Sin. Gotta love it. (Hint sarcasm)
This is where the 3 blogs come together.
I went down to Glendale, KY this past Sunday to hang out with some friends and then listen to my boss speak for an activity at their church.
I had a great breakfast (yogurt, flax seed, pb toast) and then a Clif Nectar bar before church started (I ate early as it was an hour drive). I just didn’t want to be starving by lunch. So, we went to a great Mexican place there that I had been to before – so yummy. Ordered a greasy chicken quesadilla with rice/beans and then devoured the chips and salsa (and queso). That was at 1pm.
Sat in a big chair all afternoon, reading, hanging with kiddos, and talking.
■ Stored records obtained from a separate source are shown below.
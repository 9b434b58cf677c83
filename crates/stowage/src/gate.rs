//! Predicates the scheduler consults every tick.
//!
//! The *busy* gate is checked before each in-flight instance is polled and
//! stops the whole tick when active. The *eviction* gate is checked once,
//! after in-flight work, and suppresses reclamation while active (for
//! example during a scene transition).

use std::sync::Arc;
use std::sync::atomic::{AtomicBool, Ordering};

/// A boolean predicate consulted by the scheduler.
pub trait Gate {
    fn is_active(&self) -> bool;
}

impl<F: Fn() -> bool> Gate for F {
    fn is_active(&self) -> bool {
        self()
    }
}

/// A gate that is never active.
#[derive(Debug, Default, Clone, Copy)]
pub struct Open;

impl Gate for Open {
    fn is_active(&self) -> bool {
        false
    }
}

/// A shared on/off switch.
///
/// Clones observe the same flag, so one copy can be handed to the cache
/// while another is flipped by whoever owns the condition.
#[derive(Debug, Default, Clone)]
pub struct GateSwitch {
    active: Arc<AtomicBool>,
}

impl GateSwitch {
    pub fn new() -> Self {
        Self::default()
    }

    pub fn set(&self, active: bool) {
        self.active.store(active, Ordering::Release);
    }

    pub fn activate(&self) {
        self.set(true);
    }

    pub fn clear(&self) {
        self.set(false);
    }
}

impl Gate for GateSwitch {
    fn is_active(&self) -> bool {
        self.active.load(Ordering::Acquire)
    }
}
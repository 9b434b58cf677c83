//! Cache configuration.

/// Tunables for a [`crate::ResourceCache`].
#[derive(Debug, Clone)]
pub struct CacheConfig {
    /// Upper bound on transport iterations a synchronous load may spend
    /// waiting; past it the load fails instead of spinning.
    pub immediate_iteration_cap: usize,
    /// Fetch every bundle into memory over the web transport instead of
    /// downloading to disk.
    pub streaming_web: bool,
    /// Location schemes that make a bundle use the download strategy.
    pub download_schemes: Vec<String>,
    /// Location schemes that make an asset use the web strategy.
    pub web_schemes: Vec<String>,
}

impl Default for CacheConfig {
    fn default() -> Self {
        Self {
            immediate_iteration_cap: 10_000,
            streaming_web: false,
            download_schemes: vec!["http://".into(), "https://".into(), "ftp://".into()],
            web_schemes: vec!["http://".into(), "https://".into()],
        }
    }
}

impl CacheConfig {
    pub fn new() -> Self {
        Self::default()
    }

    pub fn with_immediate_iteration_cap(mut self, cap: usize) -> Self {
        self.immediate_iteration_cap = cap;
        self
    }

    pub fn with_streaming_web(mut self, enabled: bool) -> Self {
        self.streaming_web = enabled;
        self
    }

    pub fn is_download_location(&self, location: &str) -> bool {
        has_scheme(&self.download_schemes, location)
    }

    pub fn is_web_location(&self, location: &str) -> bool {
        has_scheme(&self.web_schemes, location)
    }
}

fn has_scheme(schemes: &[String], location: &str) -> bool {
    schemes.iter().any(|scheme| location.starts_with(scheme.as_str()))
}

#[cfg(test)]
mod tests {
    use super::*;

    #[test]
    fn test_default_schemes() {
        let config = CacheConfig::default();
        assert!(config.is_download_location("ftp://mirror/a_1"));
        assert!(config.is_download_location("https://cdn/a_1"));
        assert!(!config.is_download_location("bundles/a_1"));

        assert!(config.is_web_location("http://cdn/a.txt"));
        assert!(!config.is_web_location("ftp://mirror/a.txt"));
    }
}
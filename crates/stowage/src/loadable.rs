//! The cached instance and its load state.

use std::any::{Any, TypeId};
use std::fmt;
use std::path::Path;
use std::sync::Arc;
use std::time::{Duration, Instant};

use crate::Asset;
use crate::mount::ArchiveHandle;
use crate::reference::Reference;
use crate::resolver::BundleDescriptor;
use crate::status::LoadableStatus;
use crate::strategy::LoadStrategy;

/// Completion callback. Runs once, on the tick that completes the request
/// it was attached to (or immediately for a synchronous load).
pub type Listener = Box<dyn FnOnce(&Loadable)>;

/// Highest progress reported while a load is still in flight.
const MAX_IN_FLIGHT_PROGRESS: f32 = 1.0 - f32::EPSILON;

/// What a finished load produced.
#[derive(Clone)]
pub enum Payload {
    Asset(Arc<dyn Any + Send + Sync>),
    Archive(ArchiveHandle),
}

impl fmt::Debug for Payload {
    fn fmt(&self, f: &mut fmt::Formatter<'_>) -> fmt::Result {
        match self {
            Payload::Asset(_) => f.write_str("Payload::Asset(..)"),
            Payload::Archive(archive) => f.debug_tuple("Payload::Archive").field(archive).finish(),
        }
    }
}

/// The two kinds of resource the cache manages.
#[derive(Debug, Clone)]
pub enum ResourceKind {
    Asset {
        type_id: TypeId,
        type_name: &'static str,
    },
    Bundle {
        descriptor: BundleDescriptor,
    },
}

impl ResourceKind {
    pub fn asset<T: Asset>() -> Self {
        ResourceKind::Asset {
            type_id: TypeId::of::<T>(),
            type_name: T::type_name(),
        }
    }

    pub fn bundle(descriptor: BundleDescriptor) -> Self {
        ResourceKind::Bundle { descriptor }
    }

    pub fn name(&self) -> &'static str {
        match self {
            ResourceKind::Asset { .. } => "Asset",
            ResourceKind::Bundle { .. } => "Bundle",
        }
    }

    pub fn is_bundle(&self) -> bool {
        matches!(self, ResourceKind::Bundle { .. })
    }

    pub fn descriptor(&self) -> Option<&BundleDescriptor> {
        match self {
            ResourceKind::Bundle { descriptor } => Some(descriptor),
            ResourceKind::Asset { .. } => None,
        }
    }
}

/// Mutable load state. Strategies see it through a
/// [`LoadContext`](crate::strategy::LoadContext).
#[derive(Debug, Default)]
pub struct LoadState {
    status: LoadableStatus,
    progress: f32,
    error: Option<String>,
    payload: Option<Payload>,
    must_complete_now: bool,
}

impl LoadState {
    pub fn status(&self) -> LoadableStatus {
        self.status
    }

    pub fn progress(&self) -> f32 {
        self.progress
    }

    pub fn error(&self) -> Option<&str> {
        self.error.as_deref()
    }

    pub fn payload(&self) -> Option<&Payload> {
        self.payload.as_ref()
    }

    pub fn must_complete_now(&self) -> bool {
        self.must_complete_now
    }

    pub fn is_done(&self) -> bool {
        self.status.is_done()
    }

    /// Raise progress while in flight. Never lowers it and never reaches 1.
    pub fn report_progress(&mut self, progress: f32) {
        if !self.status.is_loading() || progress.is_nan() {
            return;
        }
        let progress = progress.clamp(0.0, MAX_IN_FLIGHT_PROGRESS);
        if progress > self.progress {
            self.progress = progress;
        }
    }

    /// Switch between `Loading` and its sub-states.
    pub fn set_stage(&mut self, stage: LoadableStatus) {
        if self.status.is_loading() && stage.is_loading() {
            self.status = stage;
        }
    }

    /// Finish the load. An absent or empty error means success.
    pub fn finish(&mut self, error: Option<String>) {
        if !self.status.is_loading() {
            return;
        }
        self.progress = 1.0;
        match error.filter(|e| !e.is_empty()) {
            Some(error) => {
                self.error = Some(error);
                self.status = LoadableStatus::FailedToLoad;
            }
            None => {
                self.error = None;
                self.status = LoadableStatus::SuccessToLoad;
            }
        }
    }

    pub fn succeed(&mut self, payload: Payload) {
        if !self.status.is_loading() {
            return;
        }
        self.payload = Some(payload);
        self.finish(None);
    }

    pub fn fail(&mut self, error: impl Into<String>) {
        let error = error.into();
        let error = if error.is_empty() {
            "unknown error".to_string()
        } else {
            error
        };
        self.finish(Some(error));
    }

    pub(crate) fn begin(&mut self) {
        self.status = LoadableStatus::Loading;
        self.progress = 0.0;
    }

    pub(crate) fn set_must_complete_now(&mut self, value: bool) {
        self.must_complete_now = value;
    }

    pub(crate) fn take_payload(&mut self) -> Option<Payload> {
        self.payload.take()
    }

    pub(crate) fn mark_unloaded(&mut self) {
        self.status = LoadableStatus::Unloaded;
    }
}

#[derive(Debug, Default)]
pub(crate) struct Timing {
    started: Option<Instant>,
    start_frame: u64,
    elapsed: Option<Duration>,
    frames: Option<u64>,
}

impl Timing {
    fn start(&mut self, frame: u64) {
        self.started = Some(Instant::now());
        self.start_frame = frame;
    }

    /// Records the first completion only; returns whether this call recorded it.
    fn record(&mut self, frame: u64) -> bool {
        if self.elapsed.is_some() {
            return false;
        }
        self.elapsed = Some(self.started.map(|s| s.elapsed()).unwrap_or_default());
        self.frames = Some(frame.saturating_sub(self.start_frame));
        true
    }
}

/// One cached resource: its key, state, reference count and strategy.
pub struct Loadable {
    pub(crate) key: String,
    pub(crate) location: String,
    pub(crate) kind: ResourceKind,
    pub(crate) state: LoadState,
    pub(crate) reference: Reference,
    pub(crate) timing: Timing,
    pub(crate) listeners: Vec<Listener>,
    pub(crate) strategy: Box<dyn LoadStrategy>,
}

impl Loadable {
    pub(crate) fn new(
        key: impl Into<String>,
        location: impl Into<String>,
        kind: ResourceKind,
        strategy: Box<dyn LoadStrategy>,
    ) -> Self {
        Self {
            key: key.into(),
            location: location.into(),
            kind,
            state: LoadState::default(),
            reference: Reference::new(),
            timing: Timing::default(),
            listeners: Vec::new(),
            strategy,
        }
    }

    /// Cache key: the asset path, or the bundle's hash-qualified name.
    pub fn key(&self) -> &str {
        &self.key
    }

    /// Resolved path or URL.
    pub fn location(&self) -> &str {
        &self.location
    }

    /// Last path segment of the location, for log lines.
    pub fn file_name(&self) -> &str {
        Path::new(&self.location)
            .file_name()
            .and_then(|name| name.to_str())
            .unwrap_or(&self.location)
    }

    pub fn kind(&self) -> &ResourceKind {
        &self.kind
    }

    pub fn status(&self) -> LoadableStatus {
        self.state.status()
    }

    pub fn progress(&self) -> f32 {
        self.state.progress()
    }

    pub fn error(&self) -> Option<&str> {
        self.state.error()
    }

    pub fn is_done(&self) -> bool {
        self.state.is_done()
    }

    pub fn ref_count(&self) -> u32 {
        self.reference.count()
    }

    pub fn strategy_name(&self) -> &'static str {
        self.strategy.name()
    }

    /// Wall time from begin-load to first completion.
    pub fn elapsed(&self) -> Option<Duration> {
        self.timing.elapsed
    }

    /// Ticks from begin-load to first completion.
    pub fn frames(&self) -> Option<u64> {
        self.timing.frames
    }

    pub fn payload(&self) -> Option<&Payload> {
        self.state.payload()
    }

    /// The decoded asset, if this is a loaded asset of type `T`.
    pub fn asset<T: Asset>(&self) -> Option<Arc<T>> {
        match self.state.payload()? {
            Payload::Asset(any) => any.clone().downcast::<T>().ok(),
            Payload::Archive(_) => None,
        }
    }

    /// The mounted archive, if this is a loaded bundle.
    pub fn archive(&self) -> Option<ArchiveHandle> {
        match self.state.payload()? {
            Payload::Archive(archive) => Some(*archive),
            Payload::Asset(_) => None,
        }
    }

    pub(crate) fn begin(&mut self, frame: u64) {
        self.state.begin();
        self.timing.start(frame);
    }

    pub(crate) fn record_completion(&mut self, frame: u64) -> bool {
        self.timing.record(frame)
    }
}

impl fmt::Debug for Loadable {
    fn fmt(&self, f: &mut fmt::Formatter<'_>) -> fmt::Result {
        f.debug_struct("Loadable")
            .field("key", &self.key)
            .field("kind", &self.kind.name())
            .field("strategy", &self.strategy.name())
            .field("status", &self.state.status)
            .field("progress", &self.state.progress)
            .field("references", &self.reference.count())
            .finish()
    }
}

#[cfg(test)]
mod tests {
    use super::*;

    fn loading() -> LoadState {
        let mut state = LoadState::default();
        state.begin();
        state
    }

    #[test]
    fn test_progress_is_monotonic_and_capped() {
        let mut state = loading();
        state.report_progress(0.4);
        state.report_progress(0.2);
        assert_eq!(state.progress(), 0.4);

        state.report_progress(7.0);
        assert!(state.progress() < 1.0);

        state.finish(None);
        assert_eq!(state.progress(), 1.0);
        state.report_progress(0.1);
        assert_eq!(state.progress(), 1.0);
    }

    #[test]
    fn test_empty_error_is_success() {
        let mut state = loading();
        state.finish(Some(String::new()));
        assert_eq!(state.status(), LoadableStatus::SuccessToLoad);
        assert!(state.error().is_none());
    }

    #[test]
    fn test_fail_records_error() {
        let mut state = loading();
        state.fail("disk on fire");
        assert_eq!(state.status(), LoadableStatus::FailedToLoad);
        assert_eq!(state.error(), Some("disk on fire"));

        let mut state = loading();
        state.fail("");
        assert_eq!(state.status(), LoadableStatus::FailedToLoad);
        assert!(state.error().is_some());
    }

    #[test]
    fn test_finish_only_once() {
        let mut state = loading();
        state.succeed(Payload::Archive(ArchiveHandle(3)));
        state.fail("late");
        assert_eq!(state.status(), LoadableStatus::SuccessToLoad);
        assert!(state.error().is_none());
    }

    #[test]
    fn test_stage_changes_only_in_flight() {
        let mut state = LoadState::default();
        state.set_stage(LoadableStatus::Downloading);
        assert_eq!(state.status(), LoadableStatus::Wait);

        state.begin();
        state.set_stage(LoadableStatus::Downloading);
        assert_eq!(state.status(), LoadableStatus::Downloading);
        state.set_stage(LoadableStatus::SuccessToLoad);
        assert_eq!(state.status(), LoadableStatus::Downloading);
    }

    #[test]
    fn test_timing_recorded_once() {
        let mut timing = Timing::default();
        timing.start(4);
        assert!(timing.record(6));
        assert!(!timing.record(9));
        assert_eq!(timing.frames, Some(2));
    }
}
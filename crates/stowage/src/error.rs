//! Error types for the resource cache.
//!
//! Per-instance load failures are kept as plain strings on the instance
//! (see [`crate::Loadable::error`]); `LoadError` is what the consumer-facing
//! API returns.

use std::fmt;
use std::path::PathBuf;

/// Errors returned by cache operations.
#[derive(Debug)]
pub enum LoadError {
    /// The key does not resolve to a known resource. No instance was created.
    NotFound {
        /// The path or URL that failed to resolve.
        key: String,
    },

    /// Failed to read bytes from local storage.
    Io {
        /// The path that failed to read.
        path: PathBuf,
        /// The underlying IO error.
        source: std::io::Error,
    },

    /// A synchronous load reached `FailedToLoad`.
    Failed {
        /// The cache key of the failed instance.
        key: String,
        /// The error recorded on the instance.
        message: String,
    },

    /// A decoder rejected the fetched bytes.
    Decode {
        /// The key being decoded.
        key: String,
        /// Description of the error.
        message: String,
    },

    /// No decoder is registered for this payload type and extension.
    NoDecoder {
        /// The requested payload type.
        type_name: &'static str,
        /// The extension of the key, if any.
        extension: Option<String>,
    },

    /// The key is cached with a different payload type.
    TypeMismatch {
        /// The cache key.
        key: String,
        /// The payload type that was requested.
        expected: &'static str,
    },

    /// The instance's strategy cannot be forced to complete synchronously.
    Unsupported {
        /// The cache key.
        key: String,
        /// Name of the strategy that refused.
        strategy: &'static str,
    },

    /// The handle no longer refers to a live instance.
    InvalidHandle,
}

impl fmt::Display for LoadError {
    fn fmt(&self, f: &mut fmt::Formatter<'_>) -> fmt::Result {
        match self {
            LoadError::NotFound { key } => write!(f, "Resource not found: {}", key),
            LoadError::Io { path, source } => {
                write!(f, "IO error reading '{}': {}", path.display(), source)
            }
            LoadError::Failed { key, message } => {
                write!(f, "Failed to load '{}': {}", key, message)
            }
            LoadError::Decode { key, message } => {
                write!(f, "Failed to decode '{}': {}", key, message)
            }
            LoadError::NoDecoder {
                type_name,
                extension,
            } => match extension {
                Some(ext) => write!(f, "No decoder for {} from .{}", type_name, ext),
                None => write!(f, "No decoder for {} (key has no extension)", type_name),
            },
            LoadError::TypeMismatch { key, expected } => {
                write!(f, "'{}' is cached with a payload other than {}", key, expected)
            }
            LoadError::Unsupported { key, strategy } => write!(
                f,
                "'{}' uses {} which cannot complete synchronously",
                key, strategy
            ),
            LoadError::InvalidHandle => write!(f, "Handle refers to an unloaded resource"),
        }
    }
}

impl std::error::Error for LoadError {
    fn source(&self) -> Option<&(dyn std::error::Error + 'static)> {
        match self {
            LoadError::Io { source, .. } => Some(source),
            _ => None,
        }
    }
}

/// Result type alias for cache operations.
pub type LoadResult<T> = Result<T, LoadError>;

#[cfg(test)]
mod tests {
    use super::*;

    #[test]
    fn test_display_includes_key() {
        let err = LoadError::NotFound {
            key: "ui/missing.png".to_string(),
        };
        assert_eq!(err.to_string(), "Resource not found: ui/missing.png");
    }

    #[test]
    fn test_io_error_exposes_source() {
        use std::error::Error;

        let err = LoadError::Io {
            path: PathBuf::from("a.bin"),
            source: std::io::Error::other("disk gone"),
        };
        assert!(err.source().is_some());
        assert!(err.to_string().contains("disk gone"));
    }
}
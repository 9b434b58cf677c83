//! Decoders turn fetched bytes into typed asset payloads.

use std::any::{Any, TypeId};
use std::sync::Arc;

use stowage_core::alloc::HashMap;

use crate::Asset;
use crate::error::{LoadError, LoadResult};

/// Extension that matches any key of the decoder's type.
pub const ANY_EXTENSION: &str = "*";

/// Default priority for decoders.
pub const DEFAULT_DECODER_PRIORITY: i32 = 0;

/// Input handed to a decoder.
pub struct DecodeContext<'a> {
    /// The cache key being decoded.
    pub key: &'a str,
    /// The fetched bytes.
    pub bytes: &'a [u8],
    /// Lowercase extension of the key, without the dot.
    pub extension: Option<&'a str>,
}

/// Decodes bytes into one asset type.
///
/// # Example
///
/// ```
/// use stowage::{Asset, DecodeContext, Decoder, LoadResult};
///
/// struct Csv(Vec<String>);
///
/// impl Asset for Csv {
///     fn type_name() -> &'static str {
///         "Csv"
///     }
/// }
///
/// struct CsvDecoder;
///
/// impl Decoder for CsvDecoder {
///     type Asset = Csv;
///
///     fn extensions(&self) -> &[&str] {
///         &["csv"]
///     }
///
///     fn decode(&self, ctx: DecodeContext<'_>) -> LoadResult<Csv> {
///         let text = String::from_utf8_lossy(ctx.bytes);
///         Ok(Csv(text.split(',').map(str::to_string).collect()))
///     }
/// }
/// ```
pub trait Decoder: 'static {
    type Asset: Asset;

    /// Extensions handled, without dots. [`ANY_EXTENSION`] matches every key.
    fn extensions(&self) -> &[&str];

    fn decode(&self, ctx: DecodeContext<'_>) -> LoadResult<Self::Asset>;

    /// Higher priority decoders win when several handle the same type and extension.
    fn priority(&self) -> i32 {
        DEFAULT_DECODER_PRIORITY
    }
}

/// Type-erased decoder for dynamic dispatch.
pub trait ErasedDecoder {
    fn asset_type_id(&self) -> TypeId;

    fn asset_type_name(&self) -> &'static str;

    fn extensions(&self) -> &[&str];

    fn priority(&self) -> i32;

    fn decode_erased(&self, ctx: DecodeContext<'_>) -> LoadResult<Arc<dyn Any + Send + Sync>>;
}

impl<D: Decoder> ErasedDecoder for D {
    fn asset_type_id(&self) -> TypeId {
        TypeId::of::<D::Asset>()
    }

    fn asset_type_name(&self) -> &'static str {
        <D::Asset as Asset>::type_name()
    }

    fn extensions(&self) -> &[&str] {
        Decoder::extensions(self)
    }

    fn priority(&self) -> i32 {
        Decoder::priority(self)
    }

    fn decode_erased(&self, ctx: DecodeContext<'_>) -> LoadResult<Arc<dyn Any + Send + Sync>> {
        let asset = self.decode(ctx)?;
        Ok(Arc::new(asset))
    }
}

#[derive(Debug, Clone, PartialEq, Eq, Hash)]
struct DecoderKey {
    type_id: TypeId,
    extension: String,
}

struct DecoderEntry {
    decoder: Arc<dyn ErasedDecoder>,
    priority: i32,
}

/// Registry of decoders indexed by payload type and extension.
///
/// Lookup tries the key's extension first, then [`ANY_EXTENSION`].
#[derive(Default)]
pub struct DecoderRegistry {
    by_type_and_ext: HashMap<DecoderKey, Vec<DecoderEntry>>,
}

impl DecoderRegistry {
    pub fn new() -> Self {
        Self::default()
    }

    /// Registry with [`TextDecoder`] and [`BytesDecoder`].
    pub fn with_defaults() -> Self {
        let mut registry = Self::new();
        registry.register(TextDecoder);
        registry.register(BytesDecoder);
        registry
    }

    pub fn register<D: Decoder>(&mut self, decoder: D) {
        let decoder: Arc<dyn ErasedDecoder> = Arc::new(decoder);
        let type_id = decoder.asset_type_id();
        let priority = decoder.priority();

        for ext in decoder.extensions() {
            let key = DecoderKey {
                type_id,
                extension: ext.to_lowercase(),
            };
            let entries = self.by_type_and_ext.entry(key).or_default();
            entries.push(DecoderEntry {
                decoder: decoder.clone(),
                priority,
            });
            entries.sort_by(|a, b| b.priority.cmp(&a.priority));
        }
    }

    fn lookup(&self, type_id: TypeId, extension: &str) -> Option<&Arc<dyn ErasedDecoder>> {
        let key = DecoderKey {
            type_id,
            extension: extension.to_string(),
        };
        self.by_type_and_ext
            .get(&key)
            .and_then(|entries| entries.first())
            .map(|entry| &entry.decoder)
    }

    /// Best decoder for a type and extension.
    pub fn find(&self, type_id: TypeId, extension: Option<&str>) -> Option<&Arc<dyn ErasedDecoder>> {
        extension
            .and_then(|ext| self.lookup(type_id, ext))
            .or_else(|| self.lookup(type_id, ANY_EXTENSION))
    }

    pub fn has_decoder_for<T: Asset>(&self, extension: Option<&str>) -> bool {
        let extension = extension.map(str::to_lowercase);
        self.find(TypeId::of::<T>(), extension.as_deref()).is_some()
    }

    /// Decode `bytes` fetched for `key` into the payload type `type_id`.
    pub fn decode(
        &self,
        type_id: TypeId,
        type_name: &'static str,
        key: &str,
        bytes: &[u8],
    ) -> LoadResult<Arc<dyn Any + Send + Sync>> {
        let extension = extension_of(key);
        let decoder = self
            .find(type_id, extension.as_deref())
            .ok_or_else(|| LoadError::NoDecoder {
                type_name,
                extension: extension.clone(),
            })?;

        decoder.decode_erased(DecodeContext {
            key,
            bytes,
            extension: extension.as_deref(),
        })
    }
}

/// Lowercase extension of the last path segment, ignoring any query string.
pub fn extension_of(key: &str) -> Option<String> {
    let path = key.split(['?', '#']).next().unwrap_or(key);
    let file_name = path.rsplit('/').next().unwrap_or(path);
    let (stem, ext) = file_name.rsplit_once('.')?;
    if stem.is_empty() || ext.is_empty() {
        return None;
    }
    Some(ext.to_lowercase())
}

/// Decodes UTF-8 text.
pub struct TextDecoder;

impl Decoder for TextDecoder {
    type Asset = String;

    fn extensions(&self) -> &[&str] {
        &[ANY_EXTENSION]
    }

    fn decode(&self, ctx: DecodeContext<'_>) -> LoadResult<String> {
        String::from_utf8(ctx.bytes.to_vec()).map_err(|e| LoadError::Decode {
            key: ctx.key.to_string(),
            message: format!("Invalid UTF-8: {}", e),
        })
    }
}

/// Passes bytes through untouched.
pub struct BytesDecoder;

impl Decoder for BytesDecoder {
    type Asset = Vec<u8>;

    fn extensions(&self) -> &[&str] {
        &[ANY_EXTENSION]
    }

    fn decode(&self, ctx: DecodeContext<'_>) -> LoadResult<Vec<u8>> {
        Ok(ctx.bytes.to_vec())
    }
}

#[cfg(test)]
mod tests {
    use super::*;

    #[derive(Debug, PartialEq)]
    struct Score(u32);

    impl Asset for Score {
        fn type_name() -> &'static str {
            "Score"
        }
    }

    struct ScoreDecoder {
        priority: i32,
        bonus: u32,
    }

    impl Decoder for ScoreDecoder {
        type Asset = Score;

        fn extensions(&self) -> &[&str] {
            &["score"]
        }

        fn priority(&self) -> i32 {
            self.priority
        }

        fn decode(&self, ctx: DecodeContext<'_>) -> LoadResult<Score> {
            let text = std::str::from_utf8(ctx.bytes).map_err(|e| LoadError::Decode {
                key: ctx.key.to_string(),
                message: e.to_string(),
            })?;
            let value: u32 = text.trim().parse().map_err(|_| LoadError::Decode {
                key: ctx.key.to_string(),
                message: format!("not a number: {}", text),
            })?;
            Ok(Score(value + self.bonus))
        }
    }

    fn decode_score(registry: &DecoderRegistry, key: &str, bytes: &[u8]) -> LoadResult<u32> {
        let any = registry.decode(TypeId::of::<Score>(), "Score", key, bytes)?;
        let score = any.downcast::<Score>().ok().unwrap();
        Ok(score.0)
    }

    #[test]
    fn test_extension_of() {
        assert_eq!(extension_of("ui/title.TXT"), Some("txt".to_string()));
        assert_eq!(
            extension_of("https://cdn.example.com/a/b.json?v=3"),
            Some("json".to_string())
        );
        assert_eq!(extension_of("https://cdn.example.com/a/b"), None);
        assert_eq!(extension_of(".hidden"), None);
        assert_eq!(extension_of("trailing."), None);
    }

    #[test]
    fn test_priority_wins() {
        let mut registry = DecoderRegistry::new();
        registry.register(ScoreDecoder {
            priority: -1,
            bonus: 0,
        });
        registry.register(ScoreDecoder {
            priority: 5,
            bonus: 100,
        });

        assert_eq!(decode_score(&registry, "a.score", b"1").unwrap(), 101);
    }

    #[test]
    fn test_missing_decoder() {
        let registry = DecoderRegistry::with_defaults();
        let err = decode_score(&registry, "a.score", b"1").unwrap_err();
        assert!(matches!(
            err,
            LoadError::NoDecoder {
                type_name: "Score",
                ..
            }
        ));
    }

    #[test]
    fn test_decode_error_propagates() {
        let mut registry = DecoderRegistry::new();
        registry.register(ScoreDecoder {
            priority: 0,
            bonus: 0,
        });
        let err = decode_score(&registry, "a.score", b"lots").unwrap_err();
        assert!(matches!(err, LoadError::Decode { .. }));
    }

    #[test]
    fn test_defaults_accept_any_extension() {
        let registry = DecoderRegistry::with_defaults();
        assert!(registry.has_decoder_for::<String>(Some("cfg")));
        assert!(registry.has_decoder_for::<Vec<u8>>(None));

        let text = registry
            .decode(TypeId::of::<String>(), "String", "notes.cfg", b"hi")
            .unwrap();
        assert_eq!(*text.downcast::<String>().ok().unwrap(), "hi");

        let bad = registry.decode(TypeId::of::<String>(), "String", "bad.txt", &[0xff, 0xfe]);
        assert!(matches!(bad, Err(LoadError::Decode { .. })));
    }
}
4:45pm – Texas Roadhouse – eating with pastors/friends/families before the event. I should have ordered nothing – but I wasn’t going to do that. I ordered a single chop (grilled porkchop, so good and moist), salad, and fresh veggies. 1 1/2 of their wonderful yeast rolls. By the time I got about 2 bites into the chop, I just knew I couldn’t put anymore in my mouth – no, I did. I ate all but 2 bites of the chop and 3-4 carrots. I looked at the folks around me and just knew I was going to be sick (you know that clammy feeling when you just want to throw up). We got up to leave and I just walked real slow.
By the time we made it to church I was feeling better (I think it was standing up). But, I knew that I had failed again.
I had done no exercise (I chose to sleep in rather than get up and do some yoga). I ate way too much when I wasn’t hungry. I ate out of: free food, good food, gratitude for the free food, didn’t want to stick out and not eat anything, don’t always have chips and salsa, hate leaving food on my plate.
Why do I let my body determine my actions instead of listening to the Spirit and obeying?
Two verses:
1 Cor 6.19-20 “Or do you not know that your body is a temple of the Holy Spirit within you, whom you have from God? You are not your own, for you were bought with a price. So glorify God in your body.” I know Paul is mostly talking about sexual immorality, but same applies to eating.
Col 3.17 “And whatever you do, in word or deed, do everything in the name of the Lord Jesus, giving thanks to God the Father through him.” I was so sick I couldn’t give thanks to God for what He had just provided for me. Nope, all I could do was recognize my sin.